#### PROBLEM REQUIREMENTS:
Return, exactly and in full, the lines of the records below starting at the one with "Ok(GstConfig::default())" and ending at the one with "if let Some(parent) = output_path.parent()", and no other lines.

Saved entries
----

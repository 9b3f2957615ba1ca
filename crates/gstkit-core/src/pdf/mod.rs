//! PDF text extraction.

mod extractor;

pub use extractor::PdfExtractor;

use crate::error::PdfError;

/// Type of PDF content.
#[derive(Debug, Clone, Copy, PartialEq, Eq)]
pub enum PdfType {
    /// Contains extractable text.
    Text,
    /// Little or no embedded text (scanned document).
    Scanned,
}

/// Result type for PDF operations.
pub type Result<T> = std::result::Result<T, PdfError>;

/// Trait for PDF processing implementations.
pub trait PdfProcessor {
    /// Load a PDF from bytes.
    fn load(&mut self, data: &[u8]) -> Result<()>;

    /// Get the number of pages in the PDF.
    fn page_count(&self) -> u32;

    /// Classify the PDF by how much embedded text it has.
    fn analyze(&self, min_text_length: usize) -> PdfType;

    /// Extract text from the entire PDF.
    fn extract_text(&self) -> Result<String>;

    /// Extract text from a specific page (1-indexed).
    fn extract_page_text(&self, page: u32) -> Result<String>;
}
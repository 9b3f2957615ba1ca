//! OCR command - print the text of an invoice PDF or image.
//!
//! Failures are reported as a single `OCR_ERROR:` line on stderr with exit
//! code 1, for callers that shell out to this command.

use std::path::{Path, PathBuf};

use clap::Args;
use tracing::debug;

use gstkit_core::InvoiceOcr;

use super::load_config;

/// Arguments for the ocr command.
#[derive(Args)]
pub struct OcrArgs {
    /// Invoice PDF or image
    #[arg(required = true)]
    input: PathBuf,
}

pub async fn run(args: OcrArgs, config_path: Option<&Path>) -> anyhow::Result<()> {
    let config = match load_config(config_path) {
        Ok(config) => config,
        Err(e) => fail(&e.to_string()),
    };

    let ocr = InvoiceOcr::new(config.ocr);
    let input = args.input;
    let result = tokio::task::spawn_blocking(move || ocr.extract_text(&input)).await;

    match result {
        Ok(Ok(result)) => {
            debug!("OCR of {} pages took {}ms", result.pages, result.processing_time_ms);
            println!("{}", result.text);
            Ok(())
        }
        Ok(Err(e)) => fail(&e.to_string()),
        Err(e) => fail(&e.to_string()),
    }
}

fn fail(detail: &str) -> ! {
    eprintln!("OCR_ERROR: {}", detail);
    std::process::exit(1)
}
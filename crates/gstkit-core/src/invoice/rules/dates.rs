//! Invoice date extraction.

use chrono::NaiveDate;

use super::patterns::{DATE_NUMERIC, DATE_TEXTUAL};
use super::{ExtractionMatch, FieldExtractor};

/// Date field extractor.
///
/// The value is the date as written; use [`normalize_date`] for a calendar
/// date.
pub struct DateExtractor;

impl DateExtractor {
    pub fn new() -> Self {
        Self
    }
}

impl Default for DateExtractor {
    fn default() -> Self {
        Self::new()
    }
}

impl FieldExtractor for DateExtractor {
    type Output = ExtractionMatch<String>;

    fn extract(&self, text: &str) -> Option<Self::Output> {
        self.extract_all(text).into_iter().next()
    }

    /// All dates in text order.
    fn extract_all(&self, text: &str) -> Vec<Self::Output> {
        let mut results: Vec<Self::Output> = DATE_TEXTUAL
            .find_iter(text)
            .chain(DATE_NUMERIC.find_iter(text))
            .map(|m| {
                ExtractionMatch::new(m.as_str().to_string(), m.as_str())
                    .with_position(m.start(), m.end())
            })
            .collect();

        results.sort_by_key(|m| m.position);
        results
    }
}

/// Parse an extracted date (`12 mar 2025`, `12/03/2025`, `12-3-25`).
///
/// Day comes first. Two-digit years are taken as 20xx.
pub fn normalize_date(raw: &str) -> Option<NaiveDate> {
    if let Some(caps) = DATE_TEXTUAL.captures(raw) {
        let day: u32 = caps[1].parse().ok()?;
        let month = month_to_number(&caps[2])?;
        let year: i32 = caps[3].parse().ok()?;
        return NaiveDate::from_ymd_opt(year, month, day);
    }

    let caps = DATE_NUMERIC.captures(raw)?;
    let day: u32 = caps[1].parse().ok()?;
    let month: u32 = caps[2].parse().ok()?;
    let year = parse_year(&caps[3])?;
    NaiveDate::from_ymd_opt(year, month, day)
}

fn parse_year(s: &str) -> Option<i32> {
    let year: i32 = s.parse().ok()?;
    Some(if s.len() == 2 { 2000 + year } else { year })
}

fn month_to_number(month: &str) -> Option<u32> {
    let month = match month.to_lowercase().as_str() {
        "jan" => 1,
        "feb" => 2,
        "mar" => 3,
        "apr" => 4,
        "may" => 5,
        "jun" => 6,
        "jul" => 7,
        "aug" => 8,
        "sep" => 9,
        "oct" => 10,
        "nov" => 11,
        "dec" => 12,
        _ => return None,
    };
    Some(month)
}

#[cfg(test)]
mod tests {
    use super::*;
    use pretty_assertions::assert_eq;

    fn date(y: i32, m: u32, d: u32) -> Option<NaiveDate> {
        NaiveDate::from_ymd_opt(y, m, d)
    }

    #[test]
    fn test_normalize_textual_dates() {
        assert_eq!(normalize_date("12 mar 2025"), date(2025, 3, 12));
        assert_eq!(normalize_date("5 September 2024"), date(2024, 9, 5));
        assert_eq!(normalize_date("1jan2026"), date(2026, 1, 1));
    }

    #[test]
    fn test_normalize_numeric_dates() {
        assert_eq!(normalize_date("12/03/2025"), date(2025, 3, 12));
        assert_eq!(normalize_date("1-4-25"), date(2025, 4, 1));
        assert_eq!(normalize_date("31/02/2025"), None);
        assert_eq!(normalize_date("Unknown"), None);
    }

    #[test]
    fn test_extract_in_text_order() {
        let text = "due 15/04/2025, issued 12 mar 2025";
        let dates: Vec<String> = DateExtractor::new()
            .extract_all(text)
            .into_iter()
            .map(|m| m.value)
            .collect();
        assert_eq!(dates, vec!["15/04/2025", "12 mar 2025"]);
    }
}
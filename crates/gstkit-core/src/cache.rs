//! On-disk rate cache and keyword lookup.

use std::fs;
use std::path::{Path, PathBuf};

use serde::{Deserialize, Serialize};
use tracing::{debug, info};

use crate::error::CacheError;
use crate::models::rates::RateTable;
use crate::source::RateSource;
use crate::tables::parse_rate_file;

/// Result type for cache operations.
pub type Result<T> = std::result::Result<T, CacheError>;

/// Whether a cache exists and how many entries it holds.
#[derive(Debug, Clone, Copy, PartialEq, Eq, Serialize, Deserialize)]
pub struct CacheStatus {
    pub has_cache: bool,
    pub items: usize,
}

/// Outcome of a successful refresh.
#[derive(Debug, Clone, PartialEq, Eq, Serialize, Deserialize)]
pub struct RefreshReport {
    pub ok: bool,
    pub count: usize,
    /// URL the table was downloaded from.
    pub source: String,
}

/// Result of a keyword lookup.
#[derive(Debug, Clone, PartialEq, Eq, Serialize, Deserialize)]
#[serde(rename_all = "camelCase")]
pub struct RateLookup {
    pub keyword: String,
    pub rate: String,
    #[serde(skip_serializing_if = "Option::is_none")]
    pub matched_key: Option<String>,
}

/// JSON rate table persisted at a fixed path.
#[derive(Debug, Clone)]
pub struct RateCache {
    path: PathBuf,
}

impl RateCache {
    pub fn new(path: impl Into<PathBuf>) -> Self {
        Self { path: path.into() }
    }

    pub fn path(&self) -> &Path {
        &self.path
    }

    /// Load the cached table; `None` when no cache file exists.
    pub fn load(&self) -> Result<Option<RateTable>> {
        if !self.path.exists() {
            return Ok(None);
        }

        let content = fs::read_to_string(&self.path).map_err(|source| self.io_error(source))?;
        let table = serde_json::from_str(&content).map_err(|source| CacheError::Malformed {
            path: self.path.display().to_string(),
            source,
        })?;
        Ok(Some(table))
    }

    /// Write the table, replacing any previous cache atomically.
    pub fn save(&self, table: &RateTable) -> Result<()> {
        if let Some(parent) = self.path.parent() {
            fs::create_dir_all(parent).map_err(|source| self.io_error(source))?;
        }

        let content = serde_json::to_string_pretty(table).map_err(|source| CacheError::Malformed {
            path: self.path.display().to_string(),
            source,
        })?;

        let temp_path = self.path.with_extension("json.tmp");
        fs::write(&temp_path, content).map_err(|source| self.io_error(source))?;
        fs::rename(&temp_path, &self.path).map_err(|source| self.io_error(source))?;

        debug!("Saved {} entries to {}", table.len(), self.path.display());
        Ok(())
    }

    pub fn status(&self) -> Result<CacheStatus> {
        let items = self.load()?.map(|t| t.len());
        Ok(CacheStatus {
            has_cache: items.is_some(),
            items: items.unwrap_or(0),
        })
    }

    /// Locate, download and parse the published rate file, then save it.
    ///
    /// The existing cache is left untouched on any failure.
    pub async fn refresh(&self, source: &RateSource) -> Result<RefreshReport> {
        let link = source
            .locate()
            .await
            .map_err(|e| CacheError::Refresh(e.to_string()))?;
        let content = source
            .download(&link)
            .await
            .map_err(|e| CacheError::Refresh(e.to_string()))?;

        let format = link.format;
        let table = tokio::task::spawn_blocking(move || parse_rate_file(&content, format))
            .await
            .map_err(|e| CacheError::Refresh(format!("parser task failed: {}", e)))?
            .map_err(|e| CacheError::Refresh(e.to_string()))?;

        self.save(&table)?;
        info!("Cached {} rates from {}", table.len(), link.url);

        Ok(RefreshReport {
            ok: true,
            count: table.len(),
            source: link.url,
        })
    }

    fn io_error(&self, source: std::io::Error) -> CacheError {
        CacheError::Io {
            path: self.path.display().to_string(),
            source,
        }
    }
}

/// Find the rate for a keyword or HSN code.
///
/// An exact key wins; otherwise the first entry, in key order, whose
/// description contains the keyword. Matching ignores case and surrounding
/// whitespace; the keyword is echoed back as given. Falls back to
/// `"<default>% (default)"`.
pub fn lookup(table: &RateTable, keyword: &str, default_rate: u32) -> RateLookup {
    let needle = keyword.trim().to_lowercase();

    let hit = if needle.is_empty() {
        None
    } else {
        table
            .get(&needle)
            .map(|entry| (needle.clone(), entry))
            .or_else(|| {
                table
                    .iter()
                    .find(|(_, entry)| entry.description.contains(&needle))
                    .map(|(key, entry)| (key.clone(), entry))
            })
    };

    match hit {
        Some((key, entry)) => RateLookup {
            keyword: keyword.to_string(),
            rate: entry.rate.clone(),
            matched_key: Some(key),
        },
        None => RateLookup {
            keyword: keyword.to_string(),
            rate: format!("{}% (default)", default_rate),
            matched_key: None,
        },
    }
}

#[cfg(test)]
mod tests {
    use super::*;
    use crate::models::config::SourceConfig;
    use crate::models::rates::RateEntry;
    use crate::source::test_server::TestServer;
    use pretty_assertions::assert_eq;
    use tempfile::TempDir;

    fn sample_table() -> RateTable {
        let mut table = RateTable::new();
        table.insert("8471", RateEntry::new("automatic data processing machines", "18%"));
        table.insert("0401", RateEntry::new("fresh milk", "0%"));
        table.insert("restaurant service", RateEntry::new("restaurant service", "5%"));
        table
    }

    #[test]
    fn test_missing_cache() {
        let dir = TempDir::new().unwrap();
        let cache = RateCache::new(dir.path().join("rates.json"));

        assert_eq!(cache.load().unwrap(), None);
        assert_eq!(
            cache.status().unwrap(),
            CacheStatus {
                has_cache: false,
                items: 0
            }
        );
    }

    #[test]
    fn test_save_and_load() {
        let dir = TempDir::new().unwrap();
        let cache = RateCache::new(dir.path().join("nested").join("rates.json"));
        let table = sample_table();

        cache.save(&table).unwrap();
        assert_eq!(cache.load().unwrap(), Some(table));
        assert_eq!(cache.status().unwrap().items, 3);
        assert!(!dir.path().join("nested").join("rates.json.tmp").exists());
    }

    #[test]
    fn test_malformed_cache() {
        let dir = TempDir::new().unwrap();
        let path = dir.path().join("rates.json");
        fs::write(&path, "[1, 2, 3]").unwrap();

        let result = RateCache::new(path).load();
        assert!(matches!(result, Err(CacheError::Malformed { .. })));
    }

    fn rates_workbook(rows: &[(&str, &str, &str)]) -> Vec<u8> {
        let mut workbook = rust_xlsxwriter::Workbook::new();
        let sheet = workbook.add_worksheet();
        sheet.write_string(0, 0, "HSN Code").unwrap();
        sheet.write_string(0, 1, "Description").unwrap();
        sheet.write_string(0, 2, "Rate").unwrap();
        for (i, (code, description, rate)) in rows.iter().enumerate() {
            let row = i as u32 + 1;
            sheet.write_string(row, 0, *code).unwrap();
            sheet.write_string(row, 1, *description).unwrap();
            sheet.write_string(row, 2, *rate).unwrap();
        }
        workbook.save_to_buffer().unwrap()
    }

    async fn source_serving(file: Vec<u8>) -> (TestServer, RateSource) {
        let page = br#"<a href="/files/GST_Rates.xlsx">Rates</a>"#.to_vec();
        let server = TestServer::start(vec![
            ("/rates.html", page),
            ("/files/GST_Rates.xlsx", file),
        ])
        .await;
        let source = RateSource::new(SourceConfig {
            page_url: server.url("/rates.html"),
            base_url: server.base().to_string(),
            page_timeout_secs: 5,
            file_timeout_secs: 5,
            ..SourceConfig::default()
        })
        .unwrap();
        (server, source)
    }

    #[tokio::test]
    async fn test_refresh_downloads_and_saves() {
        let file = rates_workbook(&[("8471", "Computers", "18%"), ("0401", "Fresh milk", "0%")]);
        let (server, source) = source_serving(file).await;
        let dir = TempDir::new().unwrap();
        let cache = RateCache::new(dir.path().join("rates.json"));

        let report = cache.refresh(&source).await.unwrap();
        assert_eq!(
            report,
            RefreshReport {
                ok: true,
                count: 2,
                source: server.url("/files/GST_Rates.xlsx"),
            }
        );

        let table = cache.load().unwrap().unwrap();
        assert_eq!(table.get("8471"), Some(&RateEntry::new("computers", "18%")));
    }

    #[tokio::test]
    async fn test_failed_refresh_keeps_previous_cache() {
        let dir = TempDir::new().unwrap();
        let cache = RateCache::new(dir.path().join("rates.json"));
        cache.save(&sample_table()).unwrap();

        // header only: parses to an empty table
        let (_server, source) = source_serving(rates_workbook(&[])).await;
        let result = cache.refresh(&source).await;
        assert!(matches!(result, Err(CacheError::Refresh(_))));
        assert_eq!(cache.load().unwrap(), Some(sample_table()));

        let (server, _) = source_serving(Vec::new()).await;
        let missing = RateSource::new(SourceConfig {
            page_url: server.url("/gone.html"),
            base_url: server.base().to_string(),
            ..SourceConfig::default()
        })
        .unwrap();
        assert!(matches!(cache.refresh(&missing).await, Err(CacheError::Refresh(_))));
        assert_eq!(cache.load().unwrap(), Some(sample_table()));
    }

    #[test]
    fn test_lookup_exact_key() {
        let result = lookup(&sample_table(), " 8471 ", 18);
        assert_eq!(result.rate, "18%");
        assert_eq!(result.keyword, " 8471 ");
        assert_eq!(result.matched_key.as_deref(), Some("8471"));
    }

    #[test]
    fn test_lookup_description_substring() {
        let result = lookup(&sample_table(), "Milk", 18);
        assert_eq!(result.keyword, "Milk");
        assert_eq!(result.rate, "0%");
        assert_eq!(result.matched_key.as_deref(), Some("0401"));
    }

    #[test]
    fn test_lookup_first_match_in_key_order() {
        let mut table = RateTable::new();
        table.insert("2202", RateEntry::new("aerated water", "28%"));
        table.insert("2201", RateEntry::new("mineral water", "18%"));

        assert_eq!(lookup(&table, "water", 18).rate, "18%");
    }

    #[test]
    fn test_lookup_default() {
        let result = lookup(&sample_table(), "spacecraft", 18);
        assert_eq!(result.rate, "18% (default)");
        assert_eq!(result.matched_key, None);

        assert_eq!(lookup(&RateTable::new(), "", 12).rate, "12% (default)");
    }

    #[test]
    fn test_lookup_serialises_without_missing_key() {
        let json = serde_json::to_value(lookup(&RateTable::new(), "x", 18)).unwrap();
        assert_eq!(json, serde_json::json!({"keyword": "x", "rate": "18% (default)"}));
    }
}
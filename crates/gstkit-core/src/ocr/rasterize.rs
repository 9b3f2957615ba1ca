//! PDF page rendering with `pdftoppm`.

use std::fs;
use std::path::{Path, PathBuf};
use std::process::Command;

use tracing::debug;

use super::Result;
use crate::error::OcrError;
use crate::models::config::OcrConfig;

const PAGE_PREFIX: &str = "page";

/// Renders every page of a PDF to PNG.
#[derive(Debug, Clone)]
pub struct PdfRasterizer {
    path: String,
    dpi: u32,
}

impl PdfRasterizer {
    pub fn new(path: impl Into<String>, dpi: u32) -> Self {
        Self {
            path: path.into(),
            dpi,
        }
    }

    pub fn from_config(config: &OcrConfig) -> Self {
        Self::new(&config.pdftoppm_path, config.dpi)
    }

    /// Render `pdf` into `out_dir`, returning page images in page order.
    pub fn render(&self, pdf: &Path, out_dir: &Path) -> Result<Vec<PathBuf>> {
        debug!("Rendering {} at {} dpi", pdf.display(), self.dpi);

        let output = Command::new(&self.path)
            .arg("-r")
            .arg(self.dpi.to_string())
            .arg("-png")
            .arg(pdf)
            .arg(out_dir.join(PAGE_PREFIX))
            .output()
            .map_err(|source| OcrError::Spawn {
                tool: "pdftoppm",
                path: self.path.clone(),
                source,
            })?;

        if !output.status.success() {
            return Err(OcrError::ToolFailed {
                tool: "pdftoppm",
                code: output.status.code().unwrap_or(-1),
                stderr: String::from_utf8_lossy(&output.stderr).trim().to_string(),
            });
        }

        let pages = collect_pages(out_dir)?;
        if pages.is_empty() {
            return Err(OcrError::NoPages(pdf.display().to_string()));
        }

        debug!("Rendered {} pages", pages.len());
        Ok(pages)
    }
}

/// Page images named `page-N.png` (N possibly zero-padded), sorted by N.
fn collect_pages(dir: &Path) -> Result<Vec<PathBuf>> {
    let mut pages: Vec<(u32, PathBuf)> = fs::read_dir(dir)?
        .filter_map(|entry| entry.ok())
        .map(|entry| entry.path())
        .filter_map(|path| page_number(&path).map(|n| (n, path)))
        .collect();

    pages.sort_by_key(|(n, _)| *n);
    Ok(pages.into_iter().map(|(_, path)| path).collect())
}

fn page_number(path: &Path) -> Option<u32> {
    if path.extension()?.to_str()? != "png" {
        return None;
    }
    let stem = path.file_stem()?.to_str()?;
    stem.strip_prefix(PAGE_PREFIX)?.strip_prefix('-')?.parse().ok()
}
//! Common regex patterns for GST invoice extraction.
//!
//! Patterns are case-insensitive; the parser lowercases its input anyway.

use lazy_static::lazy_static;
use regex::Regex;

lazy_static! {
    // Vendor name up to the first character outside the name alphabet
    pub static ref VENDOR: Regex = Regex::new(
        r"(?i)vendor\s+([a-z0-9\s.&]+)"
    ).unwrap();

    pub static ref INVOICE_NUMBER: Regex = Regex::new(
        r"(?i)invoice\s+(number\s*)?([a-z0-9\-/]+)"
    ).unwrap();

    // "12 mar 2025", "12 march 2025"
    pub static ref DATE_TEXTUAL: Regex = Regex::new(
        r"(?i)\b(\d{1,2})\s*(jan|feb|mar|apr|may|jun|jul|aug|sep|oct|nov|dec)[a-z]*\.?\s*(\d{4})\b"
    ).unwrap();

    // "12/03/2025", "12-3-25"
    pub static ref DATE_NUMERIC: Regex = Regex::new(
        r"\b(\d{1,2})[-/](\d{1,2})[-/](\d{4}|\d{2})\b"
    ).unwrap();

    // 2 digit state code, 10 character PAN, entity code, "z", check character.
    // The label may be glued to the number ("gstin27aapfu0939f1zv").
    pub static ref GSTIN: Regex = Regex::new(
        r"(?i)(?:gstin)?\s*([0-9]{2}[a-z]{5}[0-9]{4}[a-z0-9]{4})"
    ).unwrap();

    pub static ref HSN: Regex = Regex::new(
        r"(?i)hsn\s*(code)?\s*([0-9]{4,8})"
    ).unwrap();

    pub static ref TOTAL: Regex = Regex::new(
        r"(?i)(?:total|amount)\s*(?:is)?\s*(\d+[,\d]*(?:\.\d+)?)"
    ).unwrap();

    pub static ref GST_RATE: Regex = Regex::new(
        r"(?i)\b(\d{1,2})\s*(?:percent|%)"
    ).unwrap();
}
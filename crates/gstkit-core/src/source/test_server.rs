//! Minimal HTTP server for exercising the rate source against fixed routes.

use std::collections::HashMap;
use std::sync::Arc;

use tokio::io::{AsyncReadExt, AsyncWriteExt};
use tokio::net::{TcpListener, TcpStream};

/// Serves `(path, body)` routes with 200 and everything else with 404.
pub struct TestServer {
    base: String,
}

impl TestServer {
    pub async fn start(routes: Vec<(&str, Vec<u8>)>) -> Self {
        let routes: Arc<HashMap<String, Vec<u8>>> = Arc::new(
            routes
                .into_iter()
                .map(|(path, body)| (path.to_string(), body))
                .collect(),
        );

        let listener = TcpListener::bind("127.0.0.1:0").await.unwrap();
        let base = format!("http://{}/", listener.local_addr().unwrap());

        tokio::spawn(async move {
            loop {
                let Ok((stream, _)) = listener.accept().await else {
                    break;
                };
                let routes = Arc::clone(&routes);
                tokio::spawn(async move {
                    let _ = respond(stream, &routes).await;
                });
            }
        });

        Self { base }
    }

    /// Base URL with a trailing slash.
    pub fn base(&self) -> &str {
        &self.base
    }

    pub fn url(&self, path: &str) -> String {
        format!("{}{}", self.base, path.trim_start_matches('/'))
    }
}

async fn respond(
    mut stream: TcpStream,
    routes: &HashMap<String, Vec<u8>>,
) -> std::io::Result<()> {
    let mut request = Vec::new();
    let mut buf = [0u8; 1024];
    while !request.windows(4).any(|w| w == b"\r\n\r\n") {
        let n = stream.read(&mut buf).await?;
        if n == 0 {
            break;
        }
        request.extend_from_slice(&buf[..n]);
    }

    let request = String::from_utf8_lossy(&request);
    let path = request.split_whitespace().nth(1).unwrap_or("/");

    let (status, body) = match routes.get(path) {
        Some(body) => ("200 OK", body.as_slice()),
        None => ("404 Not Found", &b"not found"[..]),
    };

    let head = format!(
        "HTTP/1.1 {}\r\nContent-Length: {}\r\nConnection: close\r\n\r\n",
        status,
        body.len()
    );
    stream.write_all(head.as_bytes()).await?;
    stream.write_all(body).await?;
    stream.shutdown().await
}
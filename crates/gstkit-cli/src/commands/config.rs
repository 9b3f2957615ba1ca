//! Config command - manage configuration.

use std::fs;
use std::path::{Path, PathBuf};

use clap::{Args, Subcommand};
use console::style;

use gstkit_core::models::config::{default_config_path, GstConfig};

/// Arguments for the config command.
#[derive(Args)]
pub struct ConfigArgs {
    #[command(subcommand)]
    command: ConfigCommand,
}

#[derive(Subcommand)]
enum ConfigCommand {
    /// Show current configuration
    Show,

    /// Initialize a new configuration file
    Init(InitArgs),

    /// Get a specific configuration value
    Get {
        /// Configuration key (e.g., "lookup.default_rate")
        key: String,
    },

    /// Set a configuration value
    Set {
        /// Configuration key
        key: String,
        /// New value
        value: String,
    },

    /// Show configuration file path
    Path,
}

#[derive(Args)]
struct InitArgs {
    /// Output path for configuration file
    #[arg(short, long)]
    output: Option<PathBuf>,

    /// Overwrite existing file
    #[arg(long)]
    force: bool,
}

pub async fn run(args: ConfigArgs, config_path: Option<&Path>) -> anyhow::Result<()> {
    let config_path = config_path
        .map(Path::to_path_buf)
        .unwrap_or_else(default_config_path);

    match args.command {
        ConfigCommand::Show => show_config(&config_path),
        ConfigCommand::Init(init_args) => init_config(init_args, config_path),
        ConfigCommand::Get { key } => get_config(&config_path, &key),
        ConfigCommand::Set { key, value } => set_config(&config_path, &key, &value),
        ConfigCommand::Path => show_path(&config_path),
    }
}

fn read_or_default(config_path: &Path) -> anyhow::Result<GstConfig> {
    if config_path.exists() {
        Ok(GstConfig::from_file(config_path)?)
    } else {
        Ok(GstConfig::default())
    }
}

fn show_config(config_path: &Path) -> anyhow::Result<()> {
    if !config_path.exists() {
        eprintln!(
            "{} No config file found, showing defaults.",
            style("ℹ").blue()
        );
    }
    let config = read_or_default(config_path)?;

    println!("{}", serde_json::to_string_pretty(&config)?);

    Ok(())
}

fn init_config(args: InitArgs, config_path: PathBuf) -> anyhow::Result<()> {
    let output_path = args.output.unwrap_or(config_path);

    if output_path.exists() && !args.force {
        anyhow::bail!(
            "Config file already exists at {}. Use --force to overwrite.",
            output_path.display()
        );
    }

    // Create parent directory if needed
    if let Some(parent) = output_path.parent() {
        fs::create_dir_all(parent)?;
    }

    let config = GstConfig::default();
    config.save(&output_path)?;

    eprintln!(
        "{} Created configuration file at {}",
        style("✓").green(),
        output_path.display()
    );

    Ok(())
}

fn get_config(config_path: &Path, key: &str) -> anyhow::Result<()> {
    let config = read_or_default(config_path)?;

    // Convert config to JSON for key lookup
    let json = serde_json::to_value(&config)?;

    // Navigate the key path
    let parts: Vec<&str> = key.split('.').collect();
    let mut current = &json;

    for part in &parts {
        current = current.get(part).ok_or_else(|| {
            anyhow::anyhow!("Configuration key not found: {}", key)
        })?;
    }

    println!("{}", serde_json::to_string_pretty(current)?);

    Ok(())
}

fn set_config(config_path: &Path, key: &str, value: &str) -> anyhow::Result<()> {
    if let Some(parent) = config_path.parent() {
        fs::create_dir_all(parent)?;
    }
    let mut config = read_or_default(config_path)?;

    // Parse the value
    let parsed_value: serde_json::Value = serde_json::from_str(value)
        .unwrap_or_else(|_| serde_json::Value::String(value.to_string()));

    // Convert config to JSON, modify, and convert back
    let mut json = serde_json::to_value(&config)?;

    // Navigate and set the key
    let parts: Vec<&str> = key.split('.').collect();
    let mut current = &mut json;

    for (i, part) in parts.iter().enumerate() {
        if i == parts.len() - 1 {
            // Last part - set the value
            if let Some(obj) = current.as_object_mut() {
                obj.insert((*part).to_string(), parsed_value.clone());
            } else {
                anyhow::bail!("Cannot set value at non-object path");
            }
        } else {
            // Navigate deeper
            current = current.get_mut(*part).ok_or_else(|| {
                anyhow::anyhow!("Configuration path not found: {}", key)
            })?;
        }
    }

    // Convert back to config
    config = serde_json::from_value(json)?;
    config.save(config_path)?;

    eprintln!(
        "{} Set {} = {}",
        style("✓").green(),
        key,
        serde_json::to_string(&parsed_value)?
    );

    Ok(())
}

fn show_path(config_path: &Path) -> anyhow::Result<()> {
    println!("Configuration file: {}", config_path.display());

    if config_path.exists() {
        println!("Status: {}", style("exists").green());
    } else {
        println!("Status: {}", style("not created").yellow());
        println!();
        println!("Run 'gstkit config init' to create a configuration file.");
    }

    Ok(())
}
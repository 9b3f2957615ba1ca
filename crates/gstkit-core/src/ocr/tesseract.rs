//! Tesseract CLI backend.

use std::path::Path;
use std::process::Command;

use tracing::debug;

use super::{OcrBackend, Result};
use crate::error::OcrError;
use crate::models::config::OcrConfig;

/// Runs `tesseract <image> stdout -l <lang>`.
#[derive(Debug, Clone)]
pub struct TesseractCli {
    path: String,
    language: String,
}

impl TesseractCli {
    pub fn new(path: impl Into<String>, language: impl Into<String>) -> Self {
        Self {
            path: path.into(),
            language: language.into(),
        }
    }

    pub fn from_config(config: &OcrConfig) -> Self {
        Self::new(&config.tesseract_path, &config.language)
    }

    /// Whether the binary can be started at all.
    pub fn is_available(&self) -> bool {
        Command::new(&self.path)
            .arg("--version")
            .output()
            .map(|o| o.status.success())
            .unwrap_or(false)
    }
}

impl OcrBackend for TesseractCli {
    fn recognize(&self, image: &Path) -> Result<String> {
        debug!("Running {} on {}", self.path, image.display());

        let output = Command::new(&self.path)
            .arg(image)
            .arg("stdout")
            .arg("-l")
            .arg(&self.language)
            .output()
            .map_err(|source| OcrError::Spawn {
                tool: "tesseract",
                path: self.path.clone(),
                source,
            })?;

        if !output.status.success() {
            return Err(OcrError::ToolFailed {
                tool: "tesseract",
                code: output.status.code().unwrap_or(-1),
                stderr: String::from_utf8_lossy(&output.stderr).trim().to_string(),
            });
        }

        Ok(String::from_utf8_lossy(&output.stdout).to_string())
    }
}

----

#### RESULT OF THE TASK:
        Ok(GstConfig::default())
    }
}

fn show_config(config_path: &Path) -> anyhow::Result<()> {
    if !config_path.exists() {
        eprintln!(
            "{} No config file found, showing defaults.",
            style("ℹ").blue()
        );
    }
    let config = read_or_default(config_path)?;

    println!("{}", serde_json::to_string_pretty(&config)?);

    Ok(())
}

fn init_config(args: InitArgs, config_path: PathBuf) -> anyhow::Result<()> {
    let output_path = args.output.unwrap_or(config_path);

    if output_path.exists() && !args.force {
        anyhow::bail!(
            "Config file already exists at {}. Use --force to overwrite.",
            output_path.display()
        );
    }

    // Create parent directory if needed
    if let Some(parent) = output_path.parent() {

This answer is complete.